- _WORK TO COMPLETE_:
Reproduce the listing that follows so that each line matches the original exactly.

- _RECORDS TO USE_:
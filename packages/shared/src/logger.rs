//! Logging setup utilities for the Tandem binaries.

use tracing_subscriber::{layer::SubscriberExt, util::SubscriberInitExt};

/// Initialize the tracing subscriber with the specified default log level.
///
/// This function sets up logging for the library crates and the binary.
/// The log level can be overridden using the `RUST_LOG` environment variable.
///
/// # Arguments
///
/// * `binary_name` - The name of the binary (e.g., "tandem-server", "tandem-client")
/// * `default_log_level` - The default log level (e.g., "debug", "info", "warn", "error")
///
/// # Examples
///
/// ```no_run
/// use tandem_shared::logger::setup_logger;
///
/// setup_logger("tandem-server", "debug");
/// ```
pub fn setup_logger(binary_name: &str, default_log_level: &str) {
    tracing_subscriber::registry()
        .with(
            tracing_subscriber::EnvFilter::try_from_default_env()
                .unwrap_or_else(|_| default_filter(binary_name, default_log_level).into()),
        )
        .with(tracing_subscriber::fmt::layer())
        .init();
}

/// Build the default `EnvFilter` directive string.
///
/// Every Tandem crate gets the same level so that logs from the server
/// library show up next to the binary's own logs.
fn default_filter(binary_name: &str, default_log_level: &str) -> String {
    let binary_target = binary_name.replace('-', "_");
    let mut targets = vec!["tandem_shared", "tandem_server", "tandem_client"];
    if !targets.contains(&binary_target.as_str()) {
        targets.push(&binary_target);
    }
    let mut directives: Vec<String> = targets
        .iter()
        .map(|target| format!("{}={}", target, default_log_level))
        .collect();
    // HTTP request spans from tower-http
    directives.push(format!("tower_http={}", default_log_level));
    directives.join(",")
}

#[cfg(test)]
mod tests {
    use super::*;

    #[test]
    fn test_default_filter_contains_all_crates() {
        // テスト項目: デフォルトのフィルタに全クレートとバイナリが含まれる
        // given (前提条件):
        let binary_name = "tandem-server";

        // when (操作):
        let filter = default_filter(binary_name, "info");

        // then (期待する結果):
        assert!(filter.contains("tandem_shared=info"));
        assert!(filter.contains("tandem_server=info"));
        assert!(filter.contains("tandem_client=info"));
        assert!(filter.contains("tower_http=info"));
    }

    #[test]
    fn test_default_filter_skips_binary_matching_crate_name() {
        // テスト項目: バイナリ名がクレート名と同じ場合、ディレクティブが重複しない
        // given (前提条件):
        let binary_name = "tandem-server";

        // when (操作):
        let filter = default_filter(binary_name, "debug");

        // then (期待する結果):
        assert_eq!(filter.matches("tandem_server=debug").count(), 1);
    }

    #[test]
    fn test_default_filter_keeps_custom_binary_name() {
        // テスト項目: クレート名と異なるバイナリ名もフィルタに追加される
        // given (前提条件):
        let binary_name = "load-generator";

        // when (操作):
        let filter = default_filter(binary_name, "warn");

        // then (期待する結果):
        assert!(filter.contains("load_generator=warn"));
    }
}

- _RESPONSE_:
filename packages/shared/src/logger.rs
//! Logging setup utilities for the Tandem binaries.

use tracing_subscriber::{layer::SubscriberExt, util::SubscriberInitExt};

/// Initialize the tracing subscriber with the specified default log level.
///
/// This function sets up logging for the library crates and the binary.
/// The log level can be overridden using the `RUST_LOG` environment variable.
///
/// # Arguments
///
/// * `binary_name` - The name of the binary (e.g., "tandem-server", "tandem-client")
/// * `default_log_level` - The default log level (e.g., "debug", "info", "warn", "error")
///
/// # Examples
///
/// ```no_run
/// use tandem_shared::logger::setup_logger;
///
/// setup_logger("tandem-server", "debug");
/// ```
pub fn setup_logger(binary_name: &str, default_log_level: &str) {
    tracing_subscriber::registry()
        .with(
            tracing_subscriber::EnvFilter::try_from_default_env()
                .unwrap_or_else(|_| default_filter(binary_name, default_log_level).into()),
        )
        .with(tracing_subscriber::fmt::layer())
        .init();
}

/// Build the default `EnvFilter` directive string.
///
/// Every Tandem crate gets the same level so that logs from the server
/// library show up next to the binary's own logs.
fn default_filter(binary_name: &str, default_log_level: &str) -> String {
    let binary_target = binary_name.replace('-', "_");
    let mut targets = vec!["tandem_shared", "tandem_server", "tandem_client"];
    if !targets.contains(&binary_target.as_str()) {
        targets.push(&binary_target);
    }
    let mut directives: Vec<String> = targets
        .iter()
        .map(|target| format!("{}={}", target, default_log_level))
        .collect();
    // HTTP request spans from tower-http
    directives.push(format!("tower_http={}", default_log_level));
    directives.join(",")
}

#[cfg(test)]
mod tests {
    use super::*;

    #[test]
    fn test_default_filter_contains_all_crates() {
        // テスト項目: デフォルトのフィルタに全クレートとバイナリが含まれる
        // given (前提条件):
        let binary_name = "tandem-server";

        // when (操作):
        let filter = default_filter(binary_name, "info");

        // then (期待する結果):
        assert!(filter.contains("tandem_shared=info"));
        assert!(filter.contains("tandem_server=info"));
        assert!(filter.contains("tandem_client=info"));
        assert!(filter.contains("tower_http=info"));
    }

    #[test]
    fn test_default_filter_skips_binary_matching_crate_name() {
        // テスト項目: バイナリ名がクレート名と同じ場合、ディレクティブが重複しない
        // given (前提条件):
        let binary_name = "tandem-server";

        // when (操作):
        let filter = default_filter(binary_name, "debug");

        // then (期待する結果):
        assert_eq!(filter.matches("tandem_server=debug").count(), 1);
    }

    #[test]
    fn test_default_filter_keeps_custom_binary_name() {
        // テスト項目: クレート名と異なるバイナリ名もフィルタに追加される
        // given (前提条件):
        let binary_name = "load-generator";

        // when (操作):
        let filter = default_filter(binary_name, "warn");

        // then (期待する結果):
        assert!(filter.contains("load_generator=warn"));
    }
}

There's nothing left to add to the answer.